On Mon, Feb 10, 2025 at 06:28:28PM +0100, Jan Kara wrote:
> On Tue 04-02-25 06:06:42, Christoph Hellwig wrote:
> > On Tue, Feb 04, 2025 at 01:50:08PM +1100, Dave Chinner wrote:
> > > I doubt that will create enough concurrency for a typical small
> > > server or desktop machine that only has a single NUMA node but has a
> > > couple of fast nvme SSDs in it.
> > > 
> > > > 2) Fixed number of writeback contexts, say min(10, numcpu).
> > > > 3) NUMCPU/N number of writeback contexts.
> > > 
> > > These don't take into account the concurrency available from
> > > the underlying filesystem or storage.
> > > 
> > > That's the point I was making - CPU count has -zero- relationship to
> > > the concurrency the filesystem and/or storage provide the system.
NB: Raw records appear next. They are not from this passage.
//! Pattern-routed controller
//!
//! `Mux` assembles a [`Controller`] from URL patterns. Each concern (filter,
//! follow, score, visit count, revisit duration, host interval, preparers and
//! handlers) has its own [`Router`]; routes are evaluated first-match in the
//! order they were added.

use crate::client::{Request, Response};
use crate::config::TaskConfig;
use crate::crawler::controller::{extract_links, Controller, Link, Visit};
use crate::crawler::extract::LinkExtractor;
use crate::state::UrlRecord;
use crate::url::Router;
use crate::ConfigResult;
use std::fmt;
use std::time::Duration;

type Preparer = Box<dyn Fn(&mut Request) + Send + Sync>;
type Handler = Box<dyn Fn(&Response) + Send + Sync>;

/// A controller configured with URL patterns
///
/// Links are rejected unless an allow pattern matches them first; URLs are
/// visited once unless a visit count says otherwise.
///
/// # Example
///
/// ```
/// use trawl::crawler::{Mux, Link};
/// use trawl::Controller;
/// use url::Url;
///
/// let mut mux = Mux::new();
/// mux.disallow("*/private/*").unwrap();
/// mux.allow("https://example.com/*").unwrap();
///
/// let link = |s: &str| Link::new(Url::parse(s).unwrap());
/// assert!(mux.accept(&link("https://example.com/docs")));
/// assert!(!mux.accept(&link("https://example.com/private/x")));
/// assert!(!mux.accept(&link("https://other.com/")));
/// ```
pub struct Mux {
    filter: Router<bool>,
    follow: Router<bool>,
    score: Router<i32>,
    times: Router<u32>,
    duration: Router<Duration>,
    interval: Router<Duration>,
    preparers: Router<Preparer>,
    handlers: Router<Handler>,
    max_depth: Option<u32>,
    extractor: LinkExtractor,
}

impl Default for Mux {
    fn default() -> Self {
        Self::new()
    }
}

impl fmt::Debug for Mux {
    fn fmt(&self, f: &mut fmt::Formatter<'_>) -> fmt::Result {
        f.debug_struct("Mux")
            .field("filter", &self.filter)
            .field("max_depth", &self.max_depth)
            .field("handlers", &self.handlers)
            .finish_non_exhaustive()
    }
}

impl Mux {
    pub fn new() -> Self {
        Self {
            filter: Router::new(),
            follow: Router::new(),
            score: Router::new(),
            times: Router::new(),
            duration: Router::new(),
            interval: Router::new(),
            preparers: Router::new(),
            handlers: Router::new(),
            max_depth: None,
            extractor: LinkExtractor::hrefs(),
        }
    }

    /// Builds the controller a task file describes
    ///
    /// Disallow patterns are checked before allow patterns. An empty allow list
    /// accepts every link that is not disallowed. A positive `revisit-secs`
    /// revisits every URL at that period, indefinitely.
    ///
    /// # Arguments
    ///
    /// * `task` - The task section of the configuration
    ///
    /// # Returns
    ///
    /// * `Ok(Mux)` - The configured controller
    /// * `Err(ConfigError)` - A pattern did not parse
    pub fn from_task(task: &TaskConfig) -> ConfigResult<Self> {
        let mut mux = Self::new();
        for pattern in &task.disallow {
            mux.disallow(pattern)?;
        }
        if task.allow.is_empty() {
            mux.allow("*")?;
        }
        for pattern in &task.allow {
            mux.allow(pattern)?;
        }
        if task.max_depth > 0 {
            mux.set_max_depth(task.max_depth);
        }
        if task.revisit_secs > 0 {
            mux.set_times("*", u32::MAX)?;
            mux.set_duration("*", Duration::from_secs(task.revisit_secs))?;
        }
        Ok(mux)
    }

    /// Accepts links matching `pattern`
    pub fn allow(&mut self, pattern: &str) -> ConfigResult<()> {
        self.filter.add_pattern(pattern, true)
    }

    /// Rejects links matching `pattern`
    pub fn disallow(&mut self, pattern: &str) -> ConfigResult<()> {
        self.filter.add_pattern(pattern, false)
    }

    /// Follows links on pages matching `pattern` (the default)
    pub fn follow(&mut self, pattern: &str) -> ConfigResult<()> {
        self.follow.add_pattern(pattern, true)
    }

    /// Does not follow links on pages matching `pattern`
    pub fn no_follow(&mut self, pattern: &str) -> ConfigResult<()> {
        self.follow.add_pattern(pattern, false)
    }

    pub fn set_score(&mut self, pattern: &str, score: i32) -> ConfigResult<()> {
        self.score.add_pattern(pattern, score)
    }

    /// Maximum number of visits of URLs matching `pattern`
    pub fn set_times(&mut self, pattern: &str, times: u32) -> ConfigResult<()> {
        self.times.add_pattern(pattern, times)
    }

    /// Time between two visits of URLs matching `pattern`
    pub fn set_duration(&mut self, pattern: &str, duration: Duration) -> ConfigResult<()> {
        self.duration.add_pattern(pattern, duration)
    }

    /// Spacing between fetches to hosts matching `pattern`
    ///
    /// The pattern is matched against the host key (`host[:port]`), not a URL.
    pub fn set_interval(&mut self, pattern: &str, interval: Duration) -> ConfigResult<()> {
        self.interval.add_pattern(pattern, interval)
    }

    /// Links deeper than `depth` are rejected
    pub fn set_max_depth(&mut self, depth: u32) {
        self.max_depth = Some(depth);
    }

    pub fn set_extractor(&mut self, extractor: LinkExtractor) {
        self.extractor = extractor;
    }

    /// Registers a function that adjusts requests for URLs matching `pattern`
    pub fn add_preparer<F>(&mut self, pattern: &str, f: F) -> ConfigResult<()>
    where
        F: Fn(&mut Request) + Send + Sync + 'static,
    {
        self.preparers.add_pattern(pattern, Box::new(f))
    }

    /// Registers a function that processes responses whose URL matches `pattern`
    pub fn add_handler<F>(&mut self, pattern: &str, f: F) -> ConfigResult<()>
    where
        F: Fn(&Response) + Send + Sync + 'static,
    {
        self.handlers.add_pattern(pattern, Box::new(f))
    }
}

impl Controller for Mux {
    fn prepare(&self, request: &mut Request) {
        if let Some(prepare) = self.preparers.route(request.url.as_str()) {
            prepare(request);
        }
    }

    fn handle(&self, response: &Response) -> Vec<Link> {
        let url = response.url.as_str();
        if let Some(handle) = self.handlers.route(url) {
            handle(response);
        }
        if self.follow.route(url).copied().unwrap_or(true) {
            extract_links(&self.extractor, response)
        } else {
            Vec::new()
        }
    }

    fn accept(&self, link: &Link) -> bool {
        if self.max_depth.is_some_and(|max| link.depth > max) {
            return false;
        }
        self.filter
            .route(link.url.as_str())
            .copied()
            .unwrap_or(false)
    }

    fn schedule(&self, record: &UrlRecord) -> Visit {
        let url = record.loc.as_str();
        let times = self.times.route(url).copied().unwrap_or(1);
        if record.visit_count >= times {
            return Visit::Done;
        }

        let score = self.score.route(url).copied().unwrap_or(0);
        let at = self
            .duration
            .route(url)
            .zip(record.last_visit)
            .and_then(|(d, last)| {
                chrono::Duration::from_std(*d)
                    .ok()
                    .and_then(|d| last.checked_add_signed(d))
            });
        Visit::Next { score, at }
    }

    fn interval(&self, host: &str) -> Duration {
        self.interval.route(host).copied().unwrap_or(Duration::ZERO)
    }
}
It
> > > is fundamentally incorrect to base decisions about IO concurrency on
> > > the number of CPU cores in the system.
> > 
> > Yes.  But as mention in my initial reply there is a use case for more
> > WB threads than fs writeback contexts, which is when the writeback
> > threads do CPU intensive work like compression.  Being able to do that
> > from normal writeback threads vs forking out out to fs level threads
> > would really simply the btrfs code a lot.  Not really interesting for
> > XFS right now of course.
> > 
> > Or in other words: fs / device geometry really should be the main
> > driver, but if a file systems supports compression (or really expensive
> > data checksums) being able to scale up the numbes of threads per
> > context might still make sense.  But that's really the advanced part,
> > we'll need to get the fs geometry aligned to work first.
> 
> As I'm reading the thread it sounds to me the writeback subsystem should
> provide an API for the filesystem to configure number of writeback
> contexts which would be kind of similar to what we currently do for cgroup
> aware writeback?

Yes, that's pretty much what I've been trying to say.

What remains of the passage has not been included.